И веют древними поверьями
Ее упругие шелка,
И шляпа с траурными перьями,
И в кольцах узкая рука.
Царство туманов, древние поверья — все это, несмотря на современный наряд, роднит Незнакомку со Снежной Девой. Блок узнает то «виденье, непостижимое уму», что с давних лет «в сердце врезалось ему».
И странной близостью закованный,
Смотрю за темную вуаль
И вижу берег очарованный
И очарованную даль.
Глухие тайны мне поручены,
Мне чье-то солнце вручено…
[480] Незнакомка уводит поэта в миры иные, на дальные берега, где цветут ее очи синие, бездонные, в царство, где распускается голубой цветок — солнце романтиков.
Близкий Блоку своей передачей Петербурга, Гоголь знал лишь то, что северной столице нужна Россия, и не знал, нужна ли она своей стране.

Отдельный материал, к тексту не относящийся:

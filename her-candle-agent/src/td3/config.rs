//! Configuration of TD3 agent.
use crate::{
    dqn::{DqnModelConfig, EpsilonGreedy},
    model::SubModel1,
    util::{CriticLoss, OutDim},
    Device,
};
use anyhow::Result;
use candle_core::Tensor;
use her_core::NormalizerConfig;
use log::info;
use serde::{de::DeserializeOwned, Deserialize, Serialize};
use std::{
    fmt::Debug,
    fs::File,
    io::{BufReader, Write},
    path::Path,
};

/// Configuration of [`Td3`](super::Td3) agent.
#[derive(Debug, Deserialize, Serialize, PartialEq)]
pub struct Td3Config<Q>
where
    Q: SubModel1<Input = Tensor, Output = Result<Tensor>>,
    Q::Config: DeserializeOwned + Serialize + OutDim + Debug + PartialEq + Clone,
{
    pub model_config: DqnModelConfig<Q::Config>,
    pub critic_target_update_interval: usize,
    pub n_updates_per_opt: usize,
    pub batch_size: usize,
    pub discount_factor: f64,
    pub tau: f64,

    /// Range of bootstrapped targets.
    pub clip_target: Option<(f64, f64)>,
    pub critic_loss: CriticLoss,
    pub explorer: EpsilonGreedy,
    pub normalizer_config: NormalizerConfig,
    pub device: Device,

    /// Seed of the random number generator for exploration.
    pub seed: u64,
}

impl<Q> Clone for Td3Config<Q>
where
    Q: SubModel1<Input = Tensor, Output = Result<Tensor>>,
    Q::Config: DeserializeOwned + Serialize + OutDim + Debug + PartialEq + Clone,
{
    fn clone(&self) -> Self {
        Self {
            model_config: self.model_config.clone(),
            critic_target_update_interval: self.critic_target_update_interval,
            n_updates_per_opt: self.n_updates_per_opt,
            batch_size: self.batch_size,
            discount_factor: self.discount_factor,
            tau: self.tau,
            clip_target: self.clip_target,
            critic_loss: self.critic_loss.clone(),
            explorer: self.explorer.clone(),
            normalizer_config: self.normalizer_config.clone(),
            device: self.device,
            seed: self.seed,
        }
    }
}

impl<Q> Default for Td3Config<Q>
where
    Q: SubModel1<Input = Tensor, Output = Result<Tensor>>,
    Q::Config: DeserializeOwned + Serialize + OutDim + Debug + PartialEq + Clone,
{
    fn default() -> Self {
        Self {
            model_config: Default::default(),
            critic_target_update_interval: 1,
            n_updates_per_opt: 2,
            batch_size: 512,
            discount_factor: 0.99,
            tau: 0.5,
            clip_target: None,
            critic_loss: CriticLoss::SmoothL1,
            explorer: EpsilonGreedy::default(),
            normalizer_config: NormalizerConfig::default(),
            device: Device::default(),
            seed: 42,
        }
    }
}

impl<Q> Td3Config<Q>
where
    Q: SubModel1<Input = Tensor, Output = Result<Tensor>>,
    Q::Config: DeserializeOwned + Serialize + OutDim + Debug + PartialEq + Clone,
{
    /// Sets the interval of target network updates.
    pub fn critic_target_update_interval(mut self, v: usize) -> Self {
        self.critic_target_update_interval = v;
        self
    }

    /// Sets the numper of parameter update steps per call of `learn`.
    pub fn n_updates_per_opt(mut self, v: usize) -> Self {
        self.n_updates_per_opt = v;
        self
    }

    /// Batch size.
    pub fn batch_size(mut self, v: usize) -> Self {
        self.batch_size = v;
        self
    }

    /// Discount factor.
    pub fn discount_factor(mut self, v: f64) -> Self {
        self.discount_factor = v;
        self
    }

    /// Soft update coefficient.
    pub fn tau(mut self, v: f64) -> Self {
        self.tau = v;
        self
    }

    /// Range of bootstrapped targets, `None` disables clamping.
    pub fn clip_target(mut self, v: Option<(f64, f64)>) -> Self {
        self.clip_target = v;
        self
    }

    /// Critic loss.
    pub fn critic_loss(mut self, v: CriticLoss) -> Self {
        self.critic_loss = v;
        self
    }

    /// Explorer.
    pub fn explorer(mut self, v: EpsilonGreedy) -> Self {
        self.explorer = v;
        self
    }

    /// Configuration of the action-value function.
    pub fn model_config(mut self, v: DqnModelConfig<Q::Config>) -> Self {
        self.model_config = v;
        self
    }

    /// Sets the output dimension of the action-value function.
    pub fn out_dim(mut self, v: usize) -> Self {
        self.model_config = self.model_config.out_dim(v);
        self
    }

    /// Input normalizer.
    pub fn normalizer_config(mut self, v: NormalizerConfig) -> Self {
        self.normalizer_config = v;
        self
    }

    /// Device.
    pub fn device(mut self, device: Device) -> Self {
        self.device = device;
        self
    }

    /// Random seed.
    pub fn seed(mut self, v: u64) -> Self {
        self.seed = v;
        self
    }

    /// Loads [`Td3Config`] from YAML file.
    pub fn load(path: impl AsRef<Path>) -> Result<Self> {
        let path_ = path.as_ref().to_owned();
        let file = File::open(path)?;
        let rdr = BufReader::new(file);
        let c = serde_yaml::from_reader(rdr)?;
        info!("Load config of TD3 agent from {:?}", path_);
        Ok(c)
    }

    /// Saves [`Td3Config`].
    pub fn save(&self, path: impl AsRef<Path>) -> Result<()> {
        let path_ = path.as_ref().to_owned();
        let mut file = File::create(path)?;
        file.write_all(serde_yaml::to_string(&self)?.as_bytes())?;
        info!("Save config of TD3 agent into {:?}", path_);
        Ok(())
    }
}
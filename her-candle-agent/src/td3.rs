//! Twin Q-network agent for discrete actions.
//!
//! Two online networks are trained toward a shared target computed from the
//! minimum of the greedy values of two target networks, reducing the
//! overestimation of a single maximizing network.
mod base;
mod config;
pub use base::Td3;
pub use config::Td3Config;
//! Types and traits for recording training metrics.
//!
//! Agents return a [`Record`] from every learning call and the trainer stores
//! per-cycle and per-epoch summaries in an [`AggregateRecorder`].
//!
//! ```rust
//! use her_core::record::{Record, RecordValue};
//!
//! let mut record = Record::from_scalar("cycle_return", -42.0);
//! record.insert("cycle_success_rate", RecordValue::Scalar(0.25));
//! assert_eq!(record.get_scalar("cycle_return").unwrap(), -42.0);
//! ```
mod base;
mod buffered_recorder;
mod null_recorder;
mod recorder;

pub use base::{Record, RecordValue};
pub use buffered_recorder::BufferedRecorder;
pub use null_recorder::NullRecorder;
pub use recorder::{AggregateRecorder, Recorder};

Для А. Блока здесь не было вопроса. Ему достаточно знать, что Россия уже давно приняла свою северную столицу, сроднилась с ней, приобщила ее к своему размаху, своей тоске и своей будущности, таящейся «во мраке и холоде грядущих дней».[481] Ту Россию, которую любил А. Блок, возглавить не могла старая Москва, но только Петербург — непостижимая столица непостижимой страны.
Остановись, премудрый, как Эдип,
Пред сфинксом с древнею загадкой.
[482] Образ Петербурга в поэзии А. Блока является звеном традиции восприятия нашего города, самой значительной и самой глубокой. Но примыкание к традиции не есть поглощение ею. Образ А. Блока вполне индивидуален. Город таинственной пошлости претворяется в город теофаний.[483] Но это новое слово о Петербурге звучит тихо и глухо. И не настало время стараться исчерпать его глубину.
VII
Наряду с этими целостными и глубокими характеристиками Петербурга, создающими особую идею Петрова города, в нашей литературе возникают отдельные образы, свидетельствующие об обострившемся интересе к Петербургу как таковому, вне системы сложных построений идей и мистических интуиций. М. Кузмин искусно пользуется архаизирующим приемом, применявшимся при описании северной столицы Д. С. Мережковским. В своем стилизованном романе «Чудесная жизнь Иосифа Бальзамо, графа Калиостро» он пытается создать образ Петербурга в преломлении иностранца.
Белые ночи
«нравились ему и удивляли его, как и все в этом странном городе. Ему даже казалось, что призрачный свет самое подходящее освещение для призрачного, плоского города, где полные воды Невы и каналов, широкие перспективы улиц, как реки, ровная зелень стриженых садов, низкое стеклянное небо и всегда чувствуемая близость болотного неподвижного моря, все заставляет бояться, что вот пробьют часы, петух закричит, — и все: и город, и белоглазые люди исчезнут и обратятся в ровное водяное пространство, отражая желтизну ночного стеклянного неба. Все будет ровно светло и сумрачно, как до сотворения мира, когда еще Дух не летал над бездной. Дни были ясные, холодные и очень ветреные, пыль столбами носилась по улицам, крутилась около площадей и рынков, флаги бились кверху, некоторые офицеры ездили с муфтами, и сарафаны торговок задирались выше головы» (стр. 113).[484]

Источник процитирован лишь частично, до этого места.